## Problem statement
Return the lines below that carry the word "reason".

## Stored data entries
++++++++
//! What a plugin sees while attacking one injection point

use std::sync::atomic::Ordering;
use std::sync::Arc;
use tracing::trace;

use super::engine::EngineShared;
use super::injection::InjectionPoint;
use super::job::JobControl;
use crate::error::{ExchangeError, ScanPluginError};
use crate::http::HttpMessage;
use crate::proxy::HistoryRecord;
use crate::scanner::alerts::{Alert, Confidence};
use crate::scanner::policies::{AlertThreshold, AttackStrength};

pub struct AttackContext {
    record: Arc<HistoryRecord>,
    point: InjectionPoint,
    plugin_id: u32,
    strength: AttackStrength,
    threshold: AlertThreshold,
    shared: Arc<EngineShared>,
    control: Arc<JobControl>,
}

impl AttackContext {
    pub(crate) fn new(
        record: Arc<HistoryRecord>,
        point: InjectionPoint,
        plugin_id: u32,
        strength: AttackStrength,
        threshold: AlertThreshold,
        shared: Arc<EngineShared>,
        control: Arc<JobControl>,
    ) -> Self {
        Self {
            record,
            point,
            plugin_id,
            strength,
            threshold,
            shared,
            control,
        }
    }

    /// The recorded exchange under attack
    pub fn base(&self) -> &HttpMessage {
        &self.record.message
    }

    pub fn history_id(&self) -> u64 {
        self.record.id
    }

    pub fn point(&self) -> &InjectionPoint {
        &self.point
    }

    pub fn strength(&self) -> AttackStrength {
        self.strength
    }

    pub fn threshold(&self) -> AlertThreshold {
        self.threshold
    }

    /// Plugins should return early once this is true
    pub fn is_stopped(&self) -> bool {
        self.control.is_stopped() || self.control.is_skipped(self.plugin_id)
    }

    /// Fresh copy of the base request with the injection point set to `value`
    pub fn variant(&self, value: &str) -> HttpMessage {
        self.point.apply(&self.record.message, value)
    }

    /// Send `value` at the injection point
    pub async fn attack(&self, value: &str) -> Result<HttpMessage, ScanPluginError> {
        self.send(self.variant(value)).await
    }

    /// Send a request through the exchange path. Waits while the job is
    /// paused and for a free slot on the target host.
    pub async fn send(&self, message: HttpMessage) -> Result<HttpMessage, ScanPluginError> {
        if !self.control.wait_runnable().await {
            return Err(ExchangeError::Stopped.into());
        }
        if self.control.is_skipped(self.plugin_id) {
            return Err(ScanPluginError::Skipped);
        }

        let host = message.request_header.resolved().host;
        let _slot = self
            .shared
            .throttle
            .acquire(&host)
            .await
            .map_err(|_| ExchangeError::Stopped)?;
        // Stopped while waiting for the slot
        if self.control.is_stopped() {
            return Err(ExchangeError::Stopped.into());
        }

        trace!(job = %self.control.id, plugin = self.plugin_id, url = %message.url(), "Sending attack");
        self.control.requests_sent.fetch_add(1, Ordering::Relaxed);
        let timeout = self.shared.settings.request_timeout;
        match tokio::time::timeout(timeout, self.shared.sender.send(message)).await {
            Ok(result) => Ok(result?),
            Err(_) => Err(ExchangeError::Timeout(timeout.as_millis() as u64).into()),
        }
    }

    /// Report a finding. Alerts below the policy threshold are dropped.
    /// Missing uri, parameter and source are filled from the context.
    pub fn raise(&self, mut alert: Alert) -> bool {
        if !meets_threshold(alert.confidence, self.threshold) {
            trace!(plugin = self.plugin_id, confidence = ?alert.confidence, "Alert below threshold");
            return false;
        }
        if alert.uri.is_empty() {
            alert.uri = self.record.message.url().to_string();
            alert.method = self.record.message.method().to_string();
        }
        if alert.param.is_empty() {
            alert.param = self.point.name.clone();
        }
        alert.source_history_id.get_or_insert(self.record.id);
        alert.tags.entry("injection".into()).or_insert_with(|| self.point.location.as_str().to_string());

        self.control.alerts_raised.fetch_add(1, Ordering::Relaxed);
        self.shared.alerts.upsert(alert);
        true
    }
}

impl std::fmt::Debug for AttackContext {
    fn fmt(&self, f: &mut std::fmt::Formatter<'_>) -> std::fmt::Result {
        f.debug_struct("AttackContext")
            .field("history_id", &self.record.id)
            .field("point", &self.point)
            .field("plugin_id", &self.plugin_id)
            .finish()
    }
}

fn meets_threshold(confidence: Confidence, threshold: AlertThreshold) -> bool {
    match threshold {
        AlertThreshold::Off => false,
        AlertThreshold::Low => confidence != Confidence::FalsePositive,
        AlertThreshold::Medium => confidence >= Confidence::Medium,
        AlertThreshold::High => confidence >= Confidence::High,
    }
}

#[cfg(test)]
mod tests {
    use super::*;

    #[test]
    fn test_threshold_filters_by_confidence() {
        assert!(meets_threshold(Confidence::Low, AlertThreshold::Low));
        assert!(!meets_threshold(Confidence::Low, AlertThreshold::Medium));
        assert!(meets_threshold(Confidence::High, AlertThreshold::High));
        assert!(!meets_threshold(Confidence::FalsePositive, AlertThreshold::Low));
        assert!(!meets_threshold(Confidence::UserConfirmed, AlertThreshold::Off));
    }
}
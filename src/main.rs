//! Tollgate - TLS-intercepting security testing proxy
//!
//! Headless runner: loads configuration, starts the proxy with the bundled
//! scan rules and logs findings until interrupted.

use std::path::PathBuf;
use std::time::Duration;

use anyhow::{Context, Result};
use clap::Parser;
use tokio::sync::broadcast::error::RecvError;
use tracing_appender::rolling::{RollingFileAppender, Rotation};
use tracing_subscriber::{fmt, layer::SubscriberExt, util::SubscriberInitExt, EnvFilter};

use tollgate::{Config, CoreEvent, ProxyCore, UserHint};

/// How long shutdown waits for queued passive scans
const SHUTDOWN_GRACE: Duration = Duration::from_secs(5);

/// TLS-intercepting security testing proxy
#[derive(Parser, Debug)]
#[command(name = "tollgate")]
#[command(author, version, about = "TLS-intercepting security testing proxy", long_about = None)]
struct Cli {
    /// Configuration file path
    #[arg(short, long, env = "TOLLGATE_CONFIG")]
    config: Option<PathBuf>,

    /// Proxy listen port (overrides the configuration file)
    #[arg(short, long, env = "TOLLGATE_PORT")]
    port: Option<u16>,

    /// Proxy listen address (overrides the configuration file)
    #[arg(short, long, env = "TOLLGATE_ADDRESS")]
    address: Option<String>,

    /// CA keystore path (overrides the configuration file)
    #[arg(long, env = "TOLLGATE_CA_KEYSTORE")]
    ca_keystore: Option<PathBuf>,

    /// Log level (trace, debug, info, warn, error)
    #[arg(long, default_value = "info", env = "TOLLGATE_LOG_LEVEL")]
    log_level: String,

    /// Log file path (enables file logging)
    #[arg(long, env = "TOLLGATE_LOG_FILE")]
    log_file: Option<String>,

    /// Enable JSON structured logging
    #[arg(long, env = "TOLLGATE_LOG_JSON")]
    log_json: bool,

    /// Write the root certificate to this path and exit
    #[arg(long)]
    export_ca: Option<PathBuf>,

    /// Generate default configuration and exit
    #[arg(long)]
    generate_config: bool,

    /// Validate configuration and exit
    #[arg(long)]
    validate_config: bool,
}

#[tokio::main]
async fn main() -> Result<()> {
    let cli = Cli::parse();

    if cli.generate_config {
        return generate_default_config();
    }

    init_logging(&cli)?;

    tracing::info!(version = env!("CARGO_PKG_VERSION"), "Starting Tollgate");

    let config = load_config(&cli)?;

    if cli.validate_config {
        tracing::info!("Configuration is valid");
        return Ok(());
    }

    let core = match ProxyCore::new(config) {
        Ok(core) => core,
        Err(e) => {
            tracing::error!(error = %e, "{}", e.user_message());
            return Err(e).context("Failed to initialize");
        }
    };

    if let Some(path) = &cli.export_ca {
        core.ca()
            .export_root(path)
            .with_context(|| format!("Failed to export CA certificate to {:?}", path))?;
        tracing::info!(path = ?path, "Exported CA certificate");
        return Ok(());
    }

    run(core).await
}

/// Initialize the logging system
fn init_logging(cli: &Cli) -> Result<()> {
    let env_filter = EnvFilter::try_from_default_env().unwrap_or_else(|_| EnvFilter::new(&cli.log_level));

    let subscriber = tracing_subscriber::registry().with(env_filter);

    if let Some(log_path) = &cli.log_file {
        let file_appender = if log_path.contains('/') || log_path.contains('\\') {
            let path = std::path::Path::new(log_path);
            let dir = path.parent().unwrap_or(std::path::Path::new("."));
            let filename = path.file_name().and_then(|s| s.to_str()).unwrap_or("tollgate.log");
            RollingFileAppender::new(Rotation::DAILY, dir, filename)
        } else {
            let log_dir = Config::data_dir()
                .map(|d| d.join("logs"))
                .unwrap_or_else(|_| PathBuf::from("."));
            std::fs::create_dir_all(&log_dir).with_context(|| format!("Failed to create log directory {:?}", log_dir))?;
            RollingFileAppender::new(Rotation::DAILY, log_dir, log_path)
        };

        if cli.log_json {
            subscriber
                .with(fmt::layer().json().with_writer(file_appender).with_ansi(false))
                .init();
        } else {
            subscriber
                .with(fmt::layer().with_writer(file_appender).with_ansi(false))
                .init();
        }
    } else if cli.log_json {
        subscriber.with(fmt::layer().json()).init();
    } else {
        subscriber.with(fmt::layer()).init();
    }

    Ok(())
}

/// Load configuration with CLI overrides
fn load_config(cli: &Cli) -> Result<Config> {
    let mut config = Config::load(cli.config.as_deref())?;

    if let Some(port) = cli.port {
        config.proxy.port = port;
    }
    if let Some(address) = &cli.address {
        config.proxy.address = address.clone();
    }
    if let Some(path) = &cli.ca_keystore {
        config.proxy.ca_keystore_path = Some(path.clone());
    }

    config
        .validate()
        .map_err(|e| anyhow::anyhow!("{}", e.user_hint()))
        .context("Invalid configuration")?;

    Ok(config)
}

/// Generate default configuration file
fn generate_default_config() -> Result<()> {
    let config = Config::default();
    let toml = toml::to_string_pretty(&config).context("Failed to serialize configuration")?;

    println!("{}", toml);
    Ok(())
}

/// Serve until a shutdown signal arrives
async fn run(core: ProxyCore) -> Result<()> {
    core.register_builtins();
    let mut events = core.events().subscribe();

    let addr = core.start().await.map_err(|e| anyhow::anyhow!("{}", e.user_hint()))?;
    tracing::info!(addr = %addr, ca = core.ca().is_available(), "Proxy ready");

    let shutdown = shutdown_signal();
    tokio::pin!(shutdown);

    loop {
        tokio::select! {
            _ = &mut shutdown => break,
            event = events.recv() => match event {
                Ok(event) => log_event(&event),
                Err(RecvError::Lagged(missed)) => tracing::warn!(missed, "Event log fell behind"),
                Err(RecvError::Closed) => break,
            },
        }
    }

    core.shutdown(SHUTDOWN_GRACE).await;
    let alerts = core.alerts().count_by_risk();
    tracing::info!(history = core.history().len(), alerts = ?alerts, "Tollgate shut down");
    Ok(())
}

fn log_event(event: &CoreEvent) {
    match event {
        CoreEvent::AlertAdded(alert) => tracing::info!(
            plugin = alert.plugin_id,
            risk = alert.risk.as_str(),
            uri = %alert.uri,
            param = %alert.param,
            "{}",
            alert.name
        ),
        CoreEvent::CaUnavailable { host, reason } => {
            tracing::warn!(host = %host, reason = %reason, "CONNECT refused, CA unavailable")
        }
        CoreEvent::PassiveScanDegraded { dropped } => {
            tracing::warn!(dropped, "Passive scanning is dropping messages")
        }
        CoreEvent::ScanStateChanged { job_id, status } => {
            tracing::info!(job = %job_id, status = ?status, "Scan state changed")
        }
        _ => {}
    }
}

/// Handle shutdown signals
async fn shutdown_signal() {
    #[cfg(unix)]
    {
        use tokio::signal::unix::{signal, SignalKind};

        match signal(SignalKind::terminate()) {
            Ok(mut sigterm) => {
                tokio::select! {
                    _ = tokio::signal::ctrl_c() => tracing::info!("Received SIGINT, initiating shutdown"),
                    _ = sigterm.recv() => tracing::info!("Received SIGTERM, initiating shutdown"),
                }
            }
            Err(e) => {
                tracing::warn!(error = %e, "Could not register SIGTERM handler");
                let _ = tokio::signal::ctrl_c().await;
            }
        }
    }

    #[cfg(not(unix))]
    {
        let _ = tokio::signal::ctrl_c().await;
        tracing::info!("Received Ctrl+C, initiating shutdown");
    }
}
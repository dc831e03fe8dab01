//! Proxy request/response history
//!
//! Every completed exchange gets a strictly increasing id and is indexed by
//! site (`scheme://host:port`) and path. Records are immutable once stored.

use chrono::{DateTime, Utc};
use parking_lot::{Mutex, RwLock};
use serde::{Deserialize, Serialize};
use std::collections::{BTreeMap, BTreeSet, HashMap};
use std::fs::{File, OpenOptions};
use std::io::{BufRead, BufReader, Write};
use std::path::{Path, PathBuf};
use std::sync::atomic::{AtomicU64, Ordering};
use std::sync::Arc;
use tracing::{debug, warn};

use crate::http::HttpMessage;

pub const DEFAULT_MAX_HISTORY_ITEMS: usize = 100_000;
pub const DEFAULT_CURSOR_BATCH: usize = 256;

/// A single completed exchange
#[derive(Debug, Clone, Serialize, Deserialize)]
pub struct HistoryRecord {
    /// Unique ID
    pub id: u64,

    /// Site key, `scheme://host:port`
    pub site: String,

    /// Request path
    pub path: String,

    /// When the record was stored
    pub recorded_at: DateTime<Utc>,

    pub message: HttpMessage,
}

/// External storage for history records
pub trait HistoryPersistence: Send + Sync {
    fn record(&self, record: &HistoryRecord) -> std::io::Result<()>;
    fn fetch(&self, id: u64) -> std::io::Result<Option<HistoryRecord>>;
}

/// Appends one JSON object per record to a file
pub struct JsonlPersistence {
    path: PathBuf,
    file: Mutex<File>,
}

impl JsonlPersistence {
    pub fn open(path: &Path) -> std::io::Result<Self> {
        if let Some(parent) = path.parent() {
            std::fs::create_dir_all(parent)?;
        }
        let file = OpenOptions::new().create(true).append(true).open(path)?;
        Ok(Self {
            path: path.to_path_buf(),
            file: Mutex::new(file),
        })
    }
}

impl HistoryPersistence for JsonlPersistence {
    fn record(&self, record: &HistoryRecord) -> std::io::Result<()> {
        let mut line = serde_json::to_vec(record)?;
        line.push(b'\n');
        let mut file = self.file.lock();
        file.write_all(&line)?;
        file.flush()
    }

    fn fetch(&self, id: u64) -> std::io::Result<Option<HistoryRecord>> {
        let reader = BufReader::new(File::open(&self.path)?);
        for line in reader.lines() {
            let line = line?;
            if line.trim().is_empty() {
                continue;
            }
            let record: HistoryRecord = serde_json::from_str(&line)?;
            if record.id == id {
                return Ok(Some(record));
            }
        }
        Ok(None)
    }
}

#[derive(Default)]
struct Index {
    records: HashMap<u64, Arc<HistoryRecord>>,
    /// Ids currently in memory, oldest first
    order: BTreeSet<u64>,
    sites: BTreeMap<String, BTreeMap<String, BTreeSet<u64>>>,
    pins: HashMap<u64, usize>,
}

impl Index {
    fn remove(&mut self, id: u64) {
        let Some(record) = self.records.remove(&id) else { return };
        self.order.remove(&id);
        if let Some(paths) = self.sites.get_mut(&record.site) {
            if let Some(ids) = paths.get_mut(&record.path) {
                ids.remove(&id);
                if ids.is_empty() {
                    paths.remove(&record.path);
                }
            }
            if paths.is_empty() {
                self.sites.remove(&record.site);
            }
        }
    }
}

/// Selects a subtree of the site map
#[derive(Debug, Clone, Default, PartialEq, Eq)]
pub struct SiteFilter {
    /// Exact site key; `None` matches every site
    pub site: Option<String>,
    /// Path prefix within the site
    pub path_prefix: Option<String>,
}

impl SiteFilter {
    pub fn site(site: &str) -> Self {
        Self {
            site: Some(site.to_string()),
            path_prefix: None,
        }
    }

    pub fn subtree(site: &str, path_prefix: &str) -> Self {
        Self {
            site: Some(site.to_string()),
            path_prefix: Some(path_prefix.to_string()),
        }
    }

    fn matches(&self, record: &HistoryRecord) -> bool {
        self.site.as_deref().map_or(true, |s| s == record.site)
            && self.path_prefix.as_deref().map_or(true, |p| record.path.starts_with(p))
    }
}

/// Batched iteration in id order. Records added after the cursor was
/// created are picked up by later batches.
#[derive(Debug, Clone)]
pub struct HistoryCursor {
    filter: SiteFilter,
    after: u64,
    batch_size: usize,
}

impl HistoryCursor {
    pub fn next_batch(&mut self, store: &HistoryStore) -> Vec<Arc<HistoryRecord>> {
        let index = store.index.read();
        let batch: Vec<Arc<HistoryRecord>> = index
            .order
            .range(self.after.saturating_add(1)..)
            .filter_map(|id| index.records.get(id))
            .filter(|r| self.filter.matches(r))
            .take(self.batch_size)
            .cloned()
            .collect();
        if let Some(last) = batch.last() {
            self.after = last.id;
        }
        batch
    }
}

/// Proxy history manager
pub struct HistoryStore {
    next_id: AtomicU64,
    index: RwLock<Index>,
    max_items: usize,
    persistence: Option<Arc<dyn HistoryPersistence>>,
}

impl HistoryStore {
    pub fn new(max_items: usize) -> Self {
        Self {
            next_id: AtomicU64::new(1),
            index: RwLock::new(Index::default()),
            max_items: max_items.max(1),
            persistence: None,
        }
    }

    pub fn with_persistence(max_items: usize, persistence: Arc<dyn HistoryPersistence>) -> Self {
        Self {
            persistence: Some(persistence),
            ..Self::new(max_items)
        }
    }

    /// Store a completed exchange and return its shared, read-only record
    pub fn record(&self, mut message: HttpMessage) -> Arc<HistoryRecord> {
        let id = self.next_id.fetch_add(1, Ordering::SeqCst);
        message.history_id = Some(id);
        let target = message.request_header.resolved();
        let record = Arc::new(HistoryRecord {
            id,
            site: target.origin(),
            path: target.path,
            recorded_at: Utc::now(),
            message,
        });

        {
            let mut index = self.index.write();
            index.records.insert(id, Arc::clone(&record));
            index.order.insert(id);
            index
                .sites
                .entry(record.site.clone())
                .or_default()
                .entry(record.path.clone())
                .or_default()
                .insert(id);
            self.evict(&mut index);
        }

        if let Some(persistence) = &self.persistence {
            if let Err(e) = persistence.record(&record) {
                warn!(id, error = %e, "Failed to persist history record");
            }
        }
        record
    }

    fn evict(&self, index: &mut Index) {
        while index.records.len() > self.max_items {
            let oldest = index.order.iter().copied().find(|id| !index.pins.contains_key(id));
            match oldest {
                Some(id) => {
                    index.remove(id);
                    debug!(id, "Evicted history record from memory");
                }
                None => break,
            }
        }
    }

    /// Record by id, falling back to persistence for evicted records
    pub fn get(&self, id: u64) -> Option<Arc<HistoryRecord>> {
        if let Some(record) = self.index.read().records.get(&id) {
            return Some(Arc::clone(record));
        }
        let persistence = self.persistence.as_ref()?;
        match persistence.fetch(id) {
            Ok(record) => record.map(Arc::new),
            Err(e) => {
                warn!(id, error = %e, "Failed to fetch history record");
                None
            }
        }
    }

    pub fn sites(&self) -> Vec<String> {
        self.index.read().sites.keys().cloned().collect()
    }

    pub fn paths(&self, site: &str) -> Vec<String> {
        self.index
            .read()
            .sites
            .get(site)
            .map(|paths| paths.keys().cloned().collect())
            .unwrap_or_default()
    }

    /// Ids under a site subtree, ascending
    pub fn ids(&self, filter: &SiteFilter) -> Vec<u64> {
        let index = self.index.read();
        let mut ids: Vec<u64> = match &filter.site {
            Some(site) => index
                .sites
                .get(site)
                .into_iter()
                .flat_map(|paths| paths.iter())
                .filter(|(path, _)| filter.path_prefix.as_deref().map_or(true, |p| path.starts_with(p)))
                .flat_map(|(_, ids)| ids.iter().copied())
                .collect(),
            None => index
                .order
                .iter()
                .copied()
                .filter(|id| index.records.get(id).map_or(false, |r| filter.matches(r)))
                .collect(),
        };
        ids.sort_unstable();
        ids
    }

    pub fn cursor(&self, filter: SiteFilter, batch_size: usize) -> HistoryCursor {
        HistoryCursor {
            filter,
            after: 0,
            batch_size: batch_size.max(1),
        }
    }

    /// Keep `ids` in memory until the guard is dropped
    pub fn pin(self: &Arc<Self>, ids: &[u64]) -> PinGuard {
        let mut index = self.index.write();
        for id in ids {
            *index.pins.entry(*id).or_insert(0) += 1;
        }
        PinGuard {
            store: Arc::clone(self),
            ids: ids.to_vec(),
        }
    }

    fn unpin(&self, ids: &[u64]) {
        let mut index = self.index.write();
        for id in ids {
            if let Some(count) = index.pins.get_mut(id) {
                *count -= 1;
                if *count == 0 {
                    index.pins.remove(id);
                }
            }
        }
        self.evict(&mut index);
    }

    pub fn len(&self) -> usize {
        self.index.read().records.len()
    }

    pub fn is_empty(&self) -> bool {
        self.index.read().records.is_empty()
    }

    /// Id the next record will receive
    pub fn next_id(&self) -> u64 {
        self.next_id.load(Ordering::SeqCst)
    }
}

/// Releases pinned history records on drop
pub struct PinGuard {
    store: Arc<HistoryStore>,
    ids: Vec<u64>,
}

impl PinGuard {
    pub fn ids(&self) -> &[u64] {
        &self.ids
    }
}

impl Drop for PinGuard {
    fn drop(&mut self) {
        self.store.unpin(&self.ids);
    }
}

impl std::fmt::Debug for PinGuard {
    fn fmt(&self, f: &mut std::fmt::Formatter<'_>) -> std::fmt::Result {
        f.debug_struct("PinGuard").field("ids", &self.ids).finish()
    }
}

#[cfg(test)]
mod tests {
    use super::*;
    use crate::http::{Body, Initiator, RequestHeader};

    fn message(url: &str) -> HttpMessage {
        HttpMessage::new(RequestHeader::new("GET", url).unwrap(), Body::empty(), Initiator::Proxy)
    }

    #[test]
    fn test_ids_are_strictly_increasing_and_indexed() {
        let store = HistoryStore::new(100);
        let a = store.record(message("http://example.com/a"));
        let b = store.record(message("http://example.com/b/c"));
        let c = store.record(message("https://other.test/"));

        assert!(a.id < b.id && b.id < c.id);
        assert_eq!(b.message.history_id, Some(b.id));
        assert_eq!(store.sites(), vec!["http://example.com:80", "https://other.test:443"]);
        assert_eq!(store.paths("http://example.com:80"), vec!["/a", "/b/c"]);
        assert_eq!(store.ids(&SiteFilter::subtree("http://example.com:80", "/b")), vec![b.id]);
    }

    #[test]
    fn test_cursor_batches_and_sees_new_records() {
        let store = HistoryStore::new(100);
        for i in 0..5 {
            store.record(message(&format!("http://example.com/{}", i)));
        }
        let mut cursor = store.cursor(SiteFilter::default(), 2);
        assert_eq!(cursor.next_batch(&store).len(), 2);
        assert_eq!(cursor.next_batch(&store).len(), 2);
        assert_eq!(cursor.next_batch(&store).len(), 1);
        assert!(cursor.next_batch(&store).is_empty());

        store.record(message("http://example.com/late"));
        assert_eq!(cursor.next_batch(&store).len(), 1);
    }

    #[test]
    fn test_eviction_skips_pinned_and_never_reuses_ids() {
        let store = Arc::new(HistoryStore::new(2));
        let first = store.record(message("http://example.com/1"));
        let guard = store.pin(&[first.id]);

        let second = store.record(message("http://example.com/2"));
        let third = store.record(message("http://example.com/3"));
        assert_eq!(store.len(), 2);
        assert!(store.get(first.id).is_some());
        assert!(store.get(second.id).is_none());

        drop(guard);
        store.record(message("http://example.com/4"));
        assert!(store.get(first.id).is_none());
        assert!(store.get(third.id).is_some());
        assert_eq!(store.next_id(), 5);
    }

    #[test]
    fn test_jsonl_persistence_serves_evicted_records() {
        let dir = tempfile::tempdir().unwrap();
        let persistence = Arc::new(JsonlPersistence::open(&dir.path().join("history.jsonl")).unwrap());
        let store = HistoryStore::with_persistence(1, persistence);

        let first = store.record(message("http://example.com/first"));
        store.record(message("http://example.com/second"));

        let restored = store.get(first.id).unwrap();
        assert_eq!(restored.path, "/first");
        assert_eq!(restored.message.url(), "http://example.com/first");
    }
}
++++++++
## Answer to the problem
        CoreEvent::CaUnavailable { host, reason } => {
            tracing::warn!(host = %host, reason = %reason, "CONNECT refused, CA unavailable")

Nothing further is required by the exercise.